Why Not Just Use ChatGPT, Recordings, or a Shared Drive?

A direct comparison: what general-purpose AI tools, recorded meetings, and shared drives do well — and why none of them replace the Capture → Review → Approve → Preserve workflow for field expertise.

June 22, 2026 · 8 min read

Key takeaways

  • ChatGPT drafts well from prompts but cannot verify organization-specific technical knowledge; there is no approval gate and no org-owned record.
  • Recordings capture the moment but are not searchable, not structured, and not reviewed for accuracy — they are archives, not knowledge bases.
  • Shared drives store documents well but fail as field knowledge capture tools: blank-page problem, scatter, and no trust signal about who verified what.
  • The human-in-the-loop step — AI draft as starting point, qualified reviewer corrects and approves — is what separates a confident draft from a trustworthy, searchable knowledge record.
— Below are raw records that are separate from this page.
use crate::buffer::LocalBuffer;
use crate::error::{AgentError, AgentResult};
use chrono::{SecondsFormat, Utc};
use common::auth::{canonical_json, HmacSignatureService, SignatureService};
use common::domain::TelemetryEnvelope;
use reqwest::header::CONTENT_TYPE;
use reqwest::Client;
use serde::Deserialize;
use std::time::Duration;
use tracing::{debug, info, warn};

pub const DEVICE_ID_HEADER: &str = "x-device-id";
pub const TIMESTAMP_HEADER: &str = "x-timestamp";
pub const SIGNATURE_HEADER: &str = "x-signature";

#[derive(Debug, Clone)]
pub struct EdgeAgentConfig {
    /// Full URL of the ingestion endpoint, e.g. `http://localhost:3000/api/telemetry`
    pub endpoint: String,
    pub org_secret: String,
    pub device_id: String,
    pub device_secret: String,
    pub request_timeout: Duration,
}

#[derive(Debug, Clone, Copy, PartialEq, Eq)]
pub enum SubmitOutcome {
    Accepted { sequence: u64 },
    /// The gateway could not take the reading now; it was kept locally.
    Buffered,
}

#[derive(Debug, Clone, Copy, Default, PartialEq, Eq)]
pub struct FlushReport {
    pub sent: usize,
    pub remaining: usize,
}

#[derive(Debug, Deserialize)]
struct IngestAck {
    sequence: u64,
}

#[derive(Debug, Deserialize)]
struct ErrorBody {
    error: String,
}

/// Signs and posts envelopes for a single device.
pub struct EdgeAgent {
    client: Client,
    config: EdgeAgentConfig,
    signer: HmacSignatureService,
    buffer: LocalBuffer,
}

impl EdgeAgent {
    pub fn new(config: EdgeAgentConfig, buffer: LocalBuffer) -> AgentResult<Self> {
        let client = Client::builder()
            .timeout(config.request_timeout)
            .connect_timeout(config.request_timeout)
            .build()?;

        Ok(Self {
            client,
            config,
            signer: HmacSignatureService::new(),
            buffer,
        })
    }

    pub fn buffer(&self) -> &LocalBuffer {
        &self.buffer
    }

    /// Post one envelope. When the gateway signals backpressure or cannot
    /// be reached the envelope goes to the local buffer instead.
    pub async fn submit(&self, envelope: &TelemetryEnvelope) -> AgentResult<SubmitOutcome> {
        match self.send(envelope).await {
            Ok(sequence) => {
                info!(
                    device_id = %envelope.device_id,
                    sequence,
                    metrics = envelope.metrics.len(),
                    "telemetry accepted"
                );
                Ok(SubmitOutcome::Accepted { sequence })
            }
            Err(e) if e.is_retryable() => {
                let buffered = self.buffer.append(envelope).await?;
                warn!(error = %e, buffered, "telemetry buffered for retry");
                Ok(SubmitOutcome::Buffered)
            }
            Err(e) => Err(e),
        }
    }

    /// Resubmit buffered envelopes oldest first, each with a fresh
    /// timestamp and signature.
    ///
    /// Stops at the first retryable failure so ordering is kept; envelopes
    /// the gateway rejects outright stay buffered as well.
    pub async fn flush_buffer(&self) -> AgentResult<FlushReport> {
        let pending = self.buffer.entries().await?;
        if pending.is_empty() {
            return Ok(FlushReport::default());
        }

        debug!(pending = pending.len(), "flushing local buffer");
        let mut report = FlushReport::default();

        for envelope in &pending {
            match self.send(envelope).await {
                Ok(_) => {
                    // Removed one at a time so a crash costs at most one resend
                    self.buffer.remove(envelope).await?;
                    report.sent += 1;
                }
                Err(e) if e.is_retryable() => break,
                Err(e) => {
                    warn!(error = %e, ts = %envelope.ts, "buffered telemetry rejected");
                }
            }
        }

        report.remaining = pending.len() - report.sent;

        if report.sent > 0 {
            info!(
                sent = report.sent,
                remaining = report.remaining,
                "buffered telemetry flushed"
            );
        }
        Ok(report)
    }

    async fn send(&self, envelope: &TelemetryEnvelope) -> AgentResult<u64> {
        let timestamp = Utc::now().to_rfc3339_opts(SecondsFormat::Millis, true);
        let body = canonical_json(envelope)?;
        let signature = self
            .signer
            .compute(&self.config.device_secret, &timestamp, &body)?;

        let response = self
            .client
            .post(&self.config.endpoint)
            .header(CONTENT_TYPE, "application/json")
            .bearer_auth(&self.config.org_secret)
            .header(DEVICE_ID_HEADER, &self.config.device_id)
            .header(TIMESTAMP_HEADER, &timestamp)
            .header(SIGNATURE_HEADER, signature)
            .body(body)
            .send()
            .await?;

        let status = response.status();
        if status.is_success() {
            let ack: IngestAck = response.json().await?;
            return Ok(ack.sequence);
        }

        let message = match response.json::<ErrorBody>().await {
            Ok(body) => body.error,
            Err(_) => status.to_string(),
        };
        Err(AgentError::Rejected {
            status: status.as_u16(),
            message,
        })
    }
}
What ChatGPT actually does well (and where it stops)

ChatGPT and similar general-purpose language models are genuinely useful for a wide range of writing tasks. They are fast, fluent, and good at taking a rough prompt and producing a readable first draft. If you need to turn a bullet list into a paragraph, generate a template email, or brainstorm how to structure a document, a general-purpose AI model is an excellent tool for that. It is also useful for summarizing publicly available information and for helping someone who knows the answer think through how to explain it.

Where it stops matters: a general-purpose AI model cannot verify technical claims against your organization's actual operational experience. It does not know what your specific fleet looks like, what access issues exist on a particular site, or what workaround your best technician figured out last Tuesday. When asked to generate technical procedures or operational guidance, it produces plausible, fluent text — but plausible is not the same as correct, and fluent is not the same as safe to act on. There is no approval gate. There is no org-owned record. The output lives in a chat session unless you copy it somewhere, and it carries no signal about who verified it or when.

Recordings: why they don't become knowledge

Recording a meeting, a training session, or a job debrief is better than having no record at all. The moment is captured. The people who were there and what they said is preserved. But recordings are almost never rewatched, and even when they are, finding the thirty-second window where the critical point was made requires watching or scrubbing through the whole thing. A forty-five-minute meeting recording is not a knowledge base entry — it is a time cost imposed on the next person who needs the information.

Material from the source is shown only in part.